The day after Mehdar was executed, al-Masri vowed revenge, telling the Arabic Al-Hayat newspaper that the dead man's "blood will not go to waste. We ask Allah to help us avenge him an Islamic revenge."
Researchers say terrorists frequently plan attacks on days that hold particular significance for them or their "cause." The Bali bombing took place on the second anniversary of the Cole attack, and this year's train bombings in Madrid occurred exactly two-and-a-half years after 9/11.
During the interview, Al-Masri confirmed that he was at one point a spokesman for the Aden-Abyan Army.
He also confirmed that his son, Mohammed, and step son, Mohssen, were serving a seven-year prison term in Yemen for plotting bombing attacks on behalf of the Aden-Abyan Army.
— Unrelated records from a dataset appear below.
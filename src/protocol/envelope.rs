//! Message envelope: header plus codec-encoded arguments.
//!
//! Transports move whole envelopes, so decoding is a single length check
//! rather than incremental framing. Uses `bytes::Bytes` for zero-copy
//! payload sharing.
//!
//! # Example
//!
//! ```
//! use taskloaf::protocol::Envelope;
//! use bytes::Bytes;
//!
//! let envelope = Envelope::new(5, Bytes::from_static(b"hello"))?;
//! let wire = envelope.encode();
//!
//! let decoded = Envelope::decode(wire, u32::MAX)?;
//! assert_eq!(decoded.type_code(), 5);
//! assert_eq!(decoded.payload(), b"hello");
//! # Ok::<(), taskloaf::TaskloafError>(())
//! ```

use bytes::{BufMut, Bytes, BytesMut};

use super::wire_format::{Header, HEADER_SIZE};
use crate::error::{Result, TaskloafError};

/// A complete protocol envelope.
#[derive(Debug, Clone, PartialEq, Eq)]
pub struct Envelope {
    /// Decoded header.
    pub header: Header,
    /// Codec-encoded arguments (zero-copy via `bytes::Bytes`).
    pub payload: Bytes,
}

impl Envelope {
    /// Create an envelope, deriving the header length from the payload.
    ///
    /// Fails with [`TaskloafError::Protocol`] when the payload length does
    /// not fit the header's 32-bit length field.
    pub fn new(type_code: u16, payload: Bytes) -> Result<Self> {
        let length = u32::try_from(payload.len()).map_err(|_| {
            TaskloafError::Protocol(format!(
                "Payload size {} does not fit a 32-bit length",
                payload.len()
            ))
        })?;
        Ok(Self {
            header: Header::new(type_code, length),
            payload,
        })
    }

    /// Get the type code.
    #[inline]
    pub fn type_code(&self) -> u16 {
        self.header.type_code
    }

    /// Get a reference to the payload bytes.
    #[inline]
    pub fn payload(&self) -> &[u8] {
        &self.payload
    }

    /// Get the payload length.
    #[inline]
    pub fn payload_len(&self) -> usize {
        self.payload.len()
    }

    /// Encode into one contiguous buffer: header then payload.
    pub fn encode(&self) -> Bytes {
        let mut buf = BytesMut::with_capacity(HEADER_SIZE + self.payload.len());
        buf.put_slice(&self.header.encode());
        buf.put_slice(&self.payload);
        buf.freeze()
    }

    /// Decode a received frame.
    ///
    /// Fails with [`TaskloafError::Decode`] when the frame is shorter than a
    /// header, or the payload is truncated or followed by trailing bytes.
    /// Fails with [`TaskloafError::Protocol`] when the declared payload
    /// exceeds `max_payload_size`.
    pub fn decode(mut frame: Bytes, max_payload_size: u32) -> Result<Self> {
        let header = Header::decode(&frame).ok_or_else(|| {
            TaskloafError::Decode(format!(
                "frame of {} bytes is shorter than the {}-byte header",
                frame.len(),
                HEADER_SIZE
            ))
        })?;
        header.validate(max_payload_size)?;

        let payload = frame.split_off(HEADER_SIZE);
        let declared = header.payload_length as usize;
        if payload.len() < declared {
            return Err(TaskloafError::Decode(format!(
                "truncated payload: header declares {} bytes, got {}",
                declared,
                payload.len()
            )));
        }
        if payload.len() > declared {
            return Err(TaskloafError::Decode(format!(
                "{} trailing bytes after declared payload",
                payload.len() - declared
            )));
        }

        Ok(Self { header, payload })
    }
}

#[cfg(test)]
mod tests {
    use super::*;
    use crate::protocol::{DEFAULT_MAX_PAYLOAD_SIZE, WORK_TYPE_CODE};

    #[test]
    fn test_envelope_creation() {
        let envelope = Envelope::new(3, Bytes::from_static(b"hello")).unwrap();
        assert_eq!(envelope.type_code(), 3);
        assert_eq!(envelope.header.payload_length, 5);
        assert_eq!(envelope.payload_len(), 5);
    }

    #[test]
    fn test_encode_layout() {
        let bytes = Envelope::new(WORK_TYPE_CODE, Bytes::from_static(b"ab"))
            .unwrap()
            .encode();
        assert_eq!(&bytes[..], &[0, 0, 0, 0, 0, 2, b'a', b'b']);
    }

    #[test]
    fn test_decode_roundtrip() {
        let original = Envelope::new(9, Bytes::from_static(b"0123456789")).unwrap();
        let decoded = Envelope::decode(original.encode(), DEFAULT_MAX_PAYLOAD_SIZE).unwrap();
        assert_eq!(decoded, original);
    }

    #[test]
    fn test_decode_empty_payload() {
        let original = Envelope::new(2, Bytes::new()).unwrap();
        let decoded = Envelope::decode(original.encode(), DEFAULT_MAX_PAYLOAD_SIZE).unwrap();
        assert!(decoded.payload().is_empty());
    }

    #[test]
    fn test_decode_short_frame() {
        let result = Envelope::decode(Bytes::from_static(&[0, 1, 0]), DEFAULT_MAX_PAYLOAD_SIZE);
        assert!(matches!(result, Err(TaskloafError::Decode(_))));
    }

    #[test]
    fn test_decode_truncated_payload() {
        let mut wire = Envelope::new(2, Bytes::from_static(b"hello"))
            .unwrap()
            .encode();
        wire.truncate(wire.len() - 1);
        let err = Envelope::decode(wire, DEFAULT_MAX_PAYLOAD_SIZE).unwrap_err();
        assert!(err.to_string().contains("truncated"));
    }

    #[test]
    fn test_decode_trailing_bytes() {
        let envelope = Envelope::new(2, Bytes::from_static(b"x")).unwrap();
        let mut wire = BytesMut::from(&envelope.encode()[..]);
        wire.put_u8(0xFF);
        let err = Envelope::decode(wire.freeze(), DEFAULT_MAX_PAYLOAD_SIZE).unwrap_err();
        assert!(err.to_string().contains("trailing"));
    }

    #[test]
    fn test_decode_oversized_payload() {
        let wire = Envelope::new(2, Bytes::from(vec![0u8; 64]))
            .unwrap()
            .encode();
        let result = Envelope::decode(wire, 16);
        assert!(matches!(result, Err(TaskloafError::Protocol(_))));
    }

    #[test]
    fn test_payload_zero_copy() {
        let wire = Envelope::new(2, Bytes::from_static(b"shared"))
            .unwrap()
            .encode();
        let base = wire.as_ptr();
        let decoded = Envelope::decode(wire, DEFAULT_MAX_PAYLOAD_SIZE).unwrap();
        assert_eq!(decoded.payload.as_ptr(), base.wrapping_add(HEADER_SIZE));
    }
}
The group, formed in 1997, is named after a district in Yemen.
Its stated aims included pressing for the imposition of Islamic (shari'a) law in Yemen and opposing the use of Yemeni ports and military facilities by U.S. and other Western armed forces.
Reports cited by the Israel-based Institute for Counter-Terrorism say that the group was founded with the help of al-Qaeda leader Osama bin Laden's brother and includes veterans of the Afghan war against the Soviet Union.
"The Islamic Army has loose ties to bin Laden and has made his cause its own," the reports said.
Other counts faced by al-Masri under the U.S. indictment include trying to help al-Qaeda set up a terrorist training camp near Bly, Oregon, in late 1999 and early 2000, providing material support to al-Qaeda, and supporting violence in Afghanistan.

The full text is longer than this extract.